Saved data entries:

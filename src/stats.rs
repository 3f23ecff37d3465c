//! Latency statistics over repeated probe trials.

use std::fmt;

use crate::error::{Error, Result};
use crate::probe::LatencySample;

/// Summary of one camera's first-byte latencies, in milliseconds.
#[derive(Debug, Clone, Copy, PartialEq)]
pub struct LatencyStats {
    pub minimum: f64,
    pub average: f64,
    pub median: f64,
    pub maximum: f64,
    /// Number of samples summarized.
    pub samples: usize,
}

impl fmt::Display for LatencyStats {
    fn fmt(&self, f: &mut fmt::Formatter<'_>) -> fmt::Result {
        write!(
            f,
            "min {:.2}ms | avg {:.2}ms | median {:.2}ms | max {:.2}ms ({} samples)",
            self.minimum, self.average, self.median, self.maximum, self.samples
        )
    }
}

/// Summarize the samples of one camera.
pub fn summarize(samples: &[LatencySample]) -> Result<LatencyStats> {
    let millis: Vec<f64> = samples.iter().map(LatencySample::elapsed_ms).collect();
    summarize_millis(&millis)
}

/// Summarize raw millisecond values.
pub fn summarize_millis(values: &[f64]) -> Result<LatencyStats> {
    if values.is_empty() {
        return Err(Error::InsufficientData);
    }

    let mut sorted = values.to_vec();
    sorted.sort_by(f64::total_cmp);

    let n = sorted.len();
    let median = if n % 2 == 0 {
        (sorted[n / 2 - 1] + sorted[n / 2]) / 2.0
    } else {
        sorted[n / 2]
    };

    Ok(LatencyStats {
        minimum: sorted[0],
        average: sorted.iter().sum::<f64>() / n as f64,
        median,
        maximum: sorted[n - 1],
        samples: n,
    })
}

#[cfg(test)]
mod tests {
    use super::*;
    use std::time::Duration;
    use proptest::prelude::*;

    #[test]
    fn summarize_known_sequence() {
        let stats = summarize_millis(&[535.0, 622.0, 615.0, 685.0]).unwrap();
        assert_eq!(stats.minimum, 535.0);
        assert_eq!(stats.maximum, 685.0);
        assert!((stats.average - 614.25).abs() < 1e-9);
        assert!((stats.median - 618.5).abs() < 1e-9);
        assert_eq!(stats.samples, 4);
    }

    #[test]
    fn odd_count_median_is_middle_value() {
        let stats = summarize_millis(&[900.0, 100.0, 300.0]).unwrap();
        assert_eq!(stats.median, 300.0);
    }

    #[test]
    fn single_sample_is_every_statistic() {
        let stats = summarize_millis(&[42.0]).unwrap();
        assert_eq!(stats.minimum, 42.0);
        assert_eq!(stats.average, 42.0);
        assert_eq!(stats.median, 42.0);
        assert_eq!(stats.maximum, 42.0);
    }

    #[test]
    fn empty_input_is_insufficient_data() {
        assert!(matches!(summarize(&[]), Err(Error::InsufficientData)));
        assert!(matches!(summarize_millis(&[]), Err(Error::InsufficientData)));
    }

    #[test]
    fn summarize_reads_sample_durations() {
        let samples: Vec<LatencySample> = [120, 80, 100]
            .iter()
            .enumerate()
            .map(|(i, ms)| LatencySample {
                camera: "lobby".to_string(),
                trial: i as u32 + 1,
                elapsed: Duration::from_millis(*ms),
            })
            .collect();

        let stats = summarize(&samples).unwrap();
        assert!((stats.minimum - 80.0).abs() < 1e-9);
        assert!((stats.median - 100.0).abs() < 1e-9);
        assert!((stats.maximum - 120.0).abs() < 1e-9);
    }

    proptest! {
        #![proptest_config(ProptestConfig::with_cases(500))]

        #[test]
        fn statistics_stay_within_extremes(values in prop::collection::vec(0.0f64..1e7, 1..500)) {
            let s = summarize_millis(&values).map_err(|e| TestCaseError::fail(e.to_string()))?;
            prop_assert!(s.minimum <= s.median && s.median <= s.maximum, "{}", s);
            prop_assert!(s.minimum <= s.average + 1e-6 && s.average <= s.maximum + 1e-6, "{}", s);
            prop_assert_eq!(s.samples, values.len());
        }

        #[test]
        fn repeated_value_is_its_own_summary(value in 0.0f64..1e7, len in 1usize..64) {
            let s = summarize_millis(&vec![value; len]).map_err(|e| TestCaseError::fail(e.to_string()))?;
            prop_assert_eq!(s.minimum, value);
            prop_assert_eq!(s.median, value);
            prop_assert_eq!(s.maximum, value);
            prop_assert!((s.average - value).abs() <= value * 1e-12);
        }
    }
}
* * *
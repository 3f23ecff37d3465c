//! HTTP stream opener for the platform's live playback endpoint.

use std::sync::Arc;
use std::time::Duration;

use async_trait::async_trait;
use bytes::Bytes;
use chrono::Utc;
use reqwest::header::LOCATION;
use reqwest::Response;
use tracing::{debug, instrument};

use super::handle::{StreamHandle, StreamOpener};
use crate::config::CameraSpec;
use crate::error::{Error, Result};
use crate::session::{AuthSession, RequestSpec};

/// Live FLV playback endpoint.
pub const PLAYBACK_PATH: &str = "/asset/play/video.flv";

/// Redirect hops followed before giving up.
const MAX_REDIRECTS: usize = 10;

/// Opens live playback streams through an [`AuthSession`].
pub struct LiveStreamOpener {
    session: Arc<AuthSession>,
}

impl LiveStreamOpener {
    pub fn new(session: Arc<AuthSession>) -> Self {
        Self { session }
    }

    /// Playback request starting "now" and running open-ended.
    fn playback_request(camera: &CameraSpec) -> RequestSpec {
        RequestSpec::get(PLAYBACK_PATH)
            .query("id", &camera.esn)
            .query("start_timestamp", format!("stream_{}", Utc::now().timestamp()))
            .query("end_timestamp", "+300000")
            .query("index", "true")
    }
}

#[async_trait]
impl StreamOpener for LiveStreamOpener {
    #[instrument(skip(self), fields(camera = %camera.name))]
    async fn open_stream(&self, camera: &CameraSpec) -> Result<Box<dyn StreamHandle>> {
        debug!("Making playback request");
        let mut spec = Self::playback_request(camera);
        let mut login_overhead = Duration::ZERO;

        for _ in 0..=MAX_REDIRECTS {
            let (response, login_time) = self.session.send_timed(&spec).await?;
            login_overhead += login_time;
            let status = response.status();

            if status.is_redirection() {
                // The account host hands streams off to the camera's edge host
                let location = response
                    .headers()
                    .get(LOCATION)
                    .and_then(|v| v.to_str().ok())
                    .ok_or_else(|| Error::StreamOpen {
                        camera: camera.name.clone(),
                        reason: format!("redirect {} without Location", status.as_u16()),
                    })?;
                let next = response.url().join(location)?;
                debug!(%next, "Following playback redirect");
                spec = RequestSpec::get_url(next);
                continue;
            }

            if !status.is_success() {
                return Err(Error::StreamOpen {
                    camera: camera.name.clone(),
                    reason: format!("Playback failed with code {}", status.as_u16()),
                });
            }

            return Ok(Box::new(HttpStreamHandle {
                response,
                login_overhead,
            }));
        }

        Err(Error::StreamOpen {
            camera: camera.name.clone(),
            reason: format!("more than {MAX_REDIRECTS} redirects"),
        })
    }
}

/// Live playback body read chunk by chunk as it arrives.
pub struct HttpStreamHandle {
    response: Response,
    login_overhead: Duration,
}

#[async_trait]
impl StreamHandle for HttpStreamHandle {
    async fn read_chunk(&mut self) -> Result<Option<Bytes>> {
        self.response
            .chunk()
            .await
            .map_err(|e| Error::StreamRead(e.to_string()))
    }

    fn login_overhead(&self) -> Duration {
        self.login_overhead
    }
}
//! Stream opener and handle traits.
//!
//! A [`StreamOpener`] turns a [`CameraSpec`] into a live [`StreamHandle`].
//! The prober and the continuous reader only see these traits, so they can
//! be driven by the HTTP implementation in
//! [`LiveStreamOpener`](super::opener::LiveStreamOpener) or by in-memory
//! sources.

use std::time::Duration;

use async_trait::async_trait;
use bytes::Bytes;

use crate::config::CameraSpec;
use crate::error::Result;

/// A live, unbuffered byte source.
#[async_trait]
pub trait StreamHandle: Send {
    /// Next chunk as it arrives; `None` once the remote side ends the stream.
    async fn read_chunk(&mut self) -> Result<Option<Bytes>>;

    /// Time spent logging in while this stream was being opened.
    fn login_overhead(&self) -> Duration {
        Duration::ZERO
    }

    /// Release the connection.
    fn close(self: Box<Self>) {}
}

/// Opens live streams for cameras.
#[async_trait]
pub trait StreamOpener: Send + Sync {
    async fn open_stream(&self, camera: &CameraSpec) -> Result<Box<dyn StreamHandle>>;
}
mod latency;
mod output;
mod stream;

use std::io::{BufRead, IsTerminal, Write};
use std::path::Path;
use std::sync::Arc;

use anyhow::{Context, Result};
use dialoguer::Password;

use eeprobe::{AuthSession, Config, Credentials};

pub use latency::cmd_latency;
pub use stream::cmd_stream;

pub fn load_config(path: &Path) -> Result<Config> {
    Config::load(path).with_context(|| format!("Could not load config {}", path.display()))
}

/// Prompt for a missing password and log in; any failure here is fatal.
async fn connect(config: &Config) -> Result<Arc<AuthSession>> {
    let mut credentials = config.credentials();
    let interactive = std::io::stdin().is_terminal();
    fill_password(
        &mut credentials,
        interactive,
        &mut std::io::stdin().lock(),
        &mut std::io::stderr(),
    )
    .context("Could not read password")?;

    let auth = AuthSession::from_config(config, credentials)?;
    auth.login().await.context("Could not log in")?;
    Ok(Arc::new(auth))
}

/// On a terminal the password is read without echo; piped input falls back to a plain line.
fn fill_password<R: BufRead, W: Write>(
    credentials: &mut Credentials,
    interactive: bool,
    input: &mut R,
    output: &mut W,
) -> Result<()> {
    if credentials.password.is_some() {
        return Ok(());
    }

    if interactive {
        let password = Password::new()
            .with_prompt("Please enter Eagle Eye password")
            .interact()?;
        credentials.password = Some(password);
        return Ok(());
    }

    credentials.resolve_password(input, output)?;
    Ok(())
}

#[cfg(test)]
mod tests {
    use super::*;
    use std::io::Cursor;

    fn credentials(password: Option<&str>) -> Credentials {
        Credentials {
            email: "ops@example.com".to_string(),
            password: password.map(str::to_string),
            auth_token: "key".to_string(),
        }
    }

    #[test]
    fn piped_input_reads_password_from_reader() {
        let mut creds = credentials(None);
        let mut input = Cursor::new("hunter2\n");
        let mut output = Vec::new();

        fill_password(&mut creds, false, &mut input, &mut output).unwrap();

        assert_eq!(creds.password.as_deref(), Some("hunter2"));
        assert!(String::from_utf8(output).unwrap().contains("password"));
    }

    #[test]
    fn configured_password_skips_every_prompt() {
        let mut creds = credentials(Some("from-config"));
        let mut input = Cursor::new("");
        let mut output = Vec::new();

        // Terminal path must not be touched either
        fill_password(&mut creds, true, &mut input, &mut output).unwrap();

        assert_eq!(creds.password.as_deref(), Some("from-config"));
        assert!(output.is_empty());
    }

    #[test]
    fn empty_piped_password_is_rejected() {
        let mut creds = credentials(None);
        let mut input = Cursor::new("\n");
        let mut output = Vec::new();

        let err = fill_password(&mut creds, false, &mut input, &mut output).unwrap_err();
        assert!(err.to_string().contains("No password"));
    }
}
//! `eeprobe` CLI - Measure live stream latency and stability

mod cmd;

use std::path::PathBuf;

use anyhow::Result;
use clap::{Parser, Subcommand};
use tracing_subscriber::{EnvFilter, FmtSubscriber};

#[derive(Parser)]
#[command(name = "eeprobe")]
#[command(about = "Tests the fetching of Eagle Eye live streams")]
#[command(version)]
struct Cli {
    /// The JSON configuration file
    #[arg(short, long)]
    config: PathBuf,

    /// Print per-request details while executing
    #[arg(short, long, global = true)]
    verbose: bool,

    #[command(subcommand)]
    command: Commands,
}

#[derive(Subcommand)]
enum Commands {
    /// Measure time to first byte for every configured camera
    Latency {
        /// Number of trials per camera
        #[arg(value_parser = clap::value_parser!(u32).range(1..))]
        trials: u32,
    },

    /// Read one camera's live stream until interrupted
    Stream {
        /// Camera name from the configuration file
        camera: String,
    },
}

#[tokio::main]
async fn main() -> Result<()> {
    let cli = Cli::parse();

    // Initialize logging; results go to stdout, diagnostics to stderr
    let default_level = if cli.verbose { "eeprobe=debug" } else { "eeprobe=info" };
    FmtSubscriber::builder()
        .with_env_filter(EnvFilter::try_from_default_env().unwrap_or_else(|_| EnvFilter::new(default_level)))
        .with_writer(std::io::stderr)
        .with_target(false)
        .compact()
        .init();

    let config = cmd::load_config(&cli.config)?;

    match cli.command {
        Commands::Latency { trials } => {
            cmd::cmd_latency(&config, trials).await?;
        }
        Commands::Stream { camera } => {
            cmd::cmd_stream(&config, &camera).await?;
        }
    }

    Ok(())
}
...
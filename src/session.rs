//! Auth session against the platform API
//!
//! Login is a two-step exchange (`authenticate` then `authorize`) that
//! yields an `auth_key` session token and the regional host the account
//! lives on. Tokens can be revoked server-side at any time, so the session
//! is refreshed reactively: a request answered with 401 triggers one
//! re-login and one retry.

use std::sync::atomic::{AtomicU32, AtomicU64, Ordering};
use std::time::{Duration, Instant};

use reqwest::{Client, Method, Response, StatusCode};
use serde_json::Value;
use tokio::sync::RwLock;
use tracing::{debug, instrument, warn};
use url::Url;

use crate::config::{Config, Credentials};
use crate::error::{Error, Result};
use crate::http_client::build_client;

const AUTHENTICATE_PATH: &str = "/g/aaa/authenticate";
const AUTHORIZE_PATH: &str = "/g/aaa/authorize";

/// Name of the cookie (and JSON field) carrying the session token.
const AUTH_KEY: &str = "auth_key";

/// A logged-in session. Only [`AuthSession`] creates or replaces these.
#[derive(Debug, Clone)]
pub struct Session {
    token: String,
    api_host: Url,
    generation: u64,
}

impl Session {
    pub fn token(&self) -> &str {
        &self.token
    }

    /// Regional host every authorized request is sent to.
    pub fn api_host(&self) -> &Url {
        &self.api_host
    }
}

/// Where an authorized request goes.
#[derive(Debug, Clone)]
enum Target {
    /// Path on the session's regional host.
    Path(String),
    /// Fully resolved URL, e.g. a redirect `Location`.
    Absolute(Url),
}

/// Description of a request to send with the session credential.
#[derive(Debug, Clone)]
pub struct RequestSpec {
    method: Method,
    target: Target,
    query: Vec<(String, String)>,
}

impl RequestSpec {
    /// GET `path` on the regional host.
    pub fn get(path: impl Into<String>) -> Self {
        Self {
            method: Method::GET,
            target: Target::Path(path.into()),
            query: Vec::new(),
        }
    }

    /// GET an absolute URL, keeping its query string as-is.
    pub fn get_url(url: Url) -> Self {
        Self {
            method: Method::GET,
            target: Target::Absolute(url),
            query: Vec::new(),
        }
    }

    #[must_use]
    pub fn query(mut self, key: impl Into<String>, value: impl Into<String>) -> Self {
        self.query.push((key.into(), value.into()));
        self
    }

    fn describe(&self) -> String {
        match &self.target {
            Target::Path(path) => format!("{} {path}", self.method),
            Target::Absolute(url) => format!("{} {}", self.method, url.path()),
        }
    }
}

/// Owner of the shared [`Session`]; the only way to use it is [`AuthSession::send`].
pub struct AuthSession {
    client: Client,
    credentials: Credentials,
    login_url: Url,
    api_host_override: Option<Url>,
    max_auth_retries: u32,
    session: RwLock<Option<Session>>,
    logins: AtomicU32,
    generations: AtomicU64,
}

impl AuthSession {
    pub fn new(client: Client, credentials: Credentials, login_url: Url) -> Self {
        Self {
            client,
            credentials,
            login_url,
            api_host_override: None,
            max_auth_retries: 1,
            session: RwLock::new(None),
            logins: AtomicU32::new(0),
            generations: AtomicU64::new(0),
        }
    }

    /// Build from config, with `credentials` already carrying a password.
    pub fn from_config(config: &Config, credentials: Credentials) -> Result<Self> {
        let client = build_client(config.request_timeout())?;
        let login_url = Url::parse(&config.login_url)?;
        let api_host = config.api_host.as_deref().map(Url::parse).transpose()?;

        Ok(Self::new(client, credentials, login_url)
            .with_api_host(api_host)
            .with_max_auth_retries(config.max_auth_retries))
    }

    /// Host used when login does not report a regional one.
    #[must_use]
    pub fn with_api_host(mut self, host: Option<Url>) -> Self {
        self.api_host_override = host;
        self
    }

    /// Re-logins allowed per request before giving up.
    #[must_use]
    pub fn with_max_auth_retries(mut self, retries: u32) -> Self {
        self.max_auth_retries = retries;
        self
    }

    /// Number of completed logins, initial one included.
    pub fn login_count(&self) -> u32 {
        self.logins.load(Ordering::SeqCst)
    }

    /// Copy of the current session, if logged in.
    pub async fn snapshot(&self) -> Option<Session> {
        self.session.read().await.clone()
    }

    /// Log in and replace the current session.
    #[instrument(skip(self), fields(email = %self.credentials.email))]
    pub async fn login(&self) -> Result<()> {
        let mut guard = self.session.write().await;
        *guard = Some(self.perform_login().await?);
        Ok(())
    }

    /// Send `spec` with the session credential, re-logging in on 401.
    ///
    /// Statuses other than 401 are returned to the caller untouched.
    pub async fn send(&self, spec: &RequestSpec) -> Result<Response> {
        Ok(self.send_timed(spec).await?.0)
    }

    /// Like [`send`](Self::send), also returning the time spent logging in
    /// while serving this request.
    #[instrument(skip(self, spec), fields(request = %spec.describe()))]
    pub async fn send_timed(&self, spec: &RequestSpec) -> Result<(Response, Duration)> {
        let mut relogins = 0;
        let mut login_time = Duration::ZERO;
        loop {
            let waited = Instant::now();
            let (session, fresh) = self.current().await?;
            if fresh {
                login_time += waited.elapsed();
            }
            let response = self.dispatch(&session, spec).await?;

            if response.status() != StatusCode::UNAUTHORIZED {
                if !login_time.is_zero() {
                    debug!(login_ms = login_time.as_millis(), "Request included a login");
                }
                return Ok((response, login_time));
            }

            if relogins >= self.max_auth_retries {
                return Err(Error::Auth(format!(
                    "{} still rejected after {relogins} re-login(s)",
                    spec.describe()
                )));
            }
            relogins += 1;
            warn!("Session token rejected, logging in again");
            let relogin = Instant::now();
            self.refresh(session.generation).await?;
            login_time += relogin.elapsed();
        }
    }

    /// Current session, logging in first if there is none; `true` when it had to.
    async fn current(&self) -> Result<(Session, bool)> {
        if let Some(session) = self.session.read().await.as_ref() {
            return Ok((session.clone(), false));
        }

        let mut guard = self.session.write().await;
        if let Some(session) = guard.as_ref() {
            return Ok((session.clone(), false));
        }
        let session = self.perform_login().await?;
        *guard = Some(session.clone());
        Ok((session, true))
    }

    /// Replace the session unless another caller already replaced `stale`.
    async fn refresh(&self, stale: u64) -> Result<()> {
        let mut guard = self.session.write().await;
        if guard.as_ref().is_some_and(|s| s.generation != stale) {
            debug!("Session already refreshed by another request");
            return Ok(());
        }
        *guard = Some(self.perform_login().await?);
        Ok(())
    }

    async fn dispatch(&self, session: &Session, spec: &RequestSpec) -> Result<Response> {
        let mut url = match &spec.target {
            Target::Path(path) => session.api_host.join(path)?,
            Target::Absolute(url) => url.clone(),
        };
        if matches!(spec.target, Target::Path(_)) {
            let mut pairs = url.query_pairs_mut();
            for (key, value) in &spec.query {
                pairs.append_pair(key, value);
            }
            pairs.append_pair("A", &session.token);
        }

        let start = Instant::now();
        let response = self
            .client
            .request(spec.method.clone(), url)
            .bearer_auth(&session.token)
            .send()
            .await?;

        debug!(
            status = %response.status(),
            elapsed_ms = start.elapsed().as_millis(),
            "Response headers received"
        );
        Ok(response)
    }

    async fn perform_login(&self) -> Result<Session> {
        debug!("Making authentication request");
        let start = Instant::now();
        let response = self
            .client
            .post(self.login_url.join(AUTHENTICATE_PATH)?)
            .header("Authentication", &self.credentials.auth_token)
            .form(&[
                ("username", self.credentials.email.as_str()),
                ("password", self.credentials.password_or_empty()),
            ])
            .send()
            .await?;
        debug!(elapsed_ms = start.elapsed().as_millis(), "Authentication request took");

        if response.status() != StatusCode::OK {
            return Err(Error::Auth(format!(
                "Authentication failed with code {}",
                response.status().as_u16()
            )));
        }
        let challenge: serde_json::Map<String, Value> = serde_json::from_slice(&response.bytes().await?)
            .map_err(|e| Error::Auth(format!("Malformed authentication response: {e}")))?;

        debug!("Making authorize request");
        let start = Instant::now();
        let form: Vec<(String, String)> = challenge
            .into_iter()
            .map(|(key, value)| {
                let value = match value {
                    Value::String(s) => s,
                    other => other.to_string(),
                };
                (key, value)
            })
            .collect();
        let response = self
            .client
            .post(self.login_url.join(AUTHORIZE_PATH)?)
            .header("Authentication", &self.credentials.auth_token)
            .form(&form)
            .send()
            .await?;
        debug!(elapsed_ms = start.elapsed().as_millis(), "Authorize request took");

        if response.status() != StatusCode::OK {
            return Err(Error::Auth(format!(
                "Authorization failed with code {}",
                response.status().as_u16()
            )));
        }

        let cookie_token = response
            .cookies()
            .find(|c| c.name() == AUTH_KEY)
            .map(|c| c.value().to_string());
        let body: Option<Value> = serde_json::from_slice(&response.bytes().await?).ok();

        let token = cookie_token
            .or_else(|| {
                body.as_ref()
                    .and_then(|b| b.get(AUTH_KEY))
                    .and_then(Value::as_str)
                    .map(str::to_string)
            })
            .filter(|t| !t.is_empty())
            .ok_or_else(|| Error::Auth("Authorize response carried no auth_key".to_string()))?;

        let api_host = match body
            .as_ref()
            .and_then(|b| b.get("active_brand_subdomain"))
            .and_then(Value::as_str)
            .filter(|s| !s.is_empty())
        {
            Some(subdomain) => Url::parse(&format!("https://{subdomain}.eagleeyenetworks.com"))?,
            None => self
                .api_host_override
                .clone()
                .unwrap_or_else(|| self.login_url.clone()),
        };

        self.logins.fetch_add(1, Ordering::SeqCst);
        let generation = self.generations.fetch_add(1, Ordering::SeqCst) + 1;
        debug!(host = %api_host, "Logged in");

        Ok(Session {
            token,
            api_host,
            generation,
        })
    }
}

→ **TASK TO CARRY OUT**
Could you reproduce exactly the lines of the entries above, from the one with "filename src/stats.rs" through the one with "impl fmt::Display for", and nothing else?

→ **EXERCISE OUTPUT**
filename src/stats.rs
repository 3f23ecff37d3465c
//! Latency statistics over repeated probe trials.

use std::fmt;

use crate::error::{Error, Result};
use crate::probe::LatencySample;

/// Summary of one camera's first-byte latencies, in milliseconds.
#[derive(Debug, Clone, Copy, PartialEq)]
pub struct LatencyStats {
    pub minimum: f64,
    pub average: f64,
    pub median: f64,
    pub maximum: f64,
    /// Number of samples summarized.
    pub samples: usize,
}

impl fmt::Display for LatencyStats {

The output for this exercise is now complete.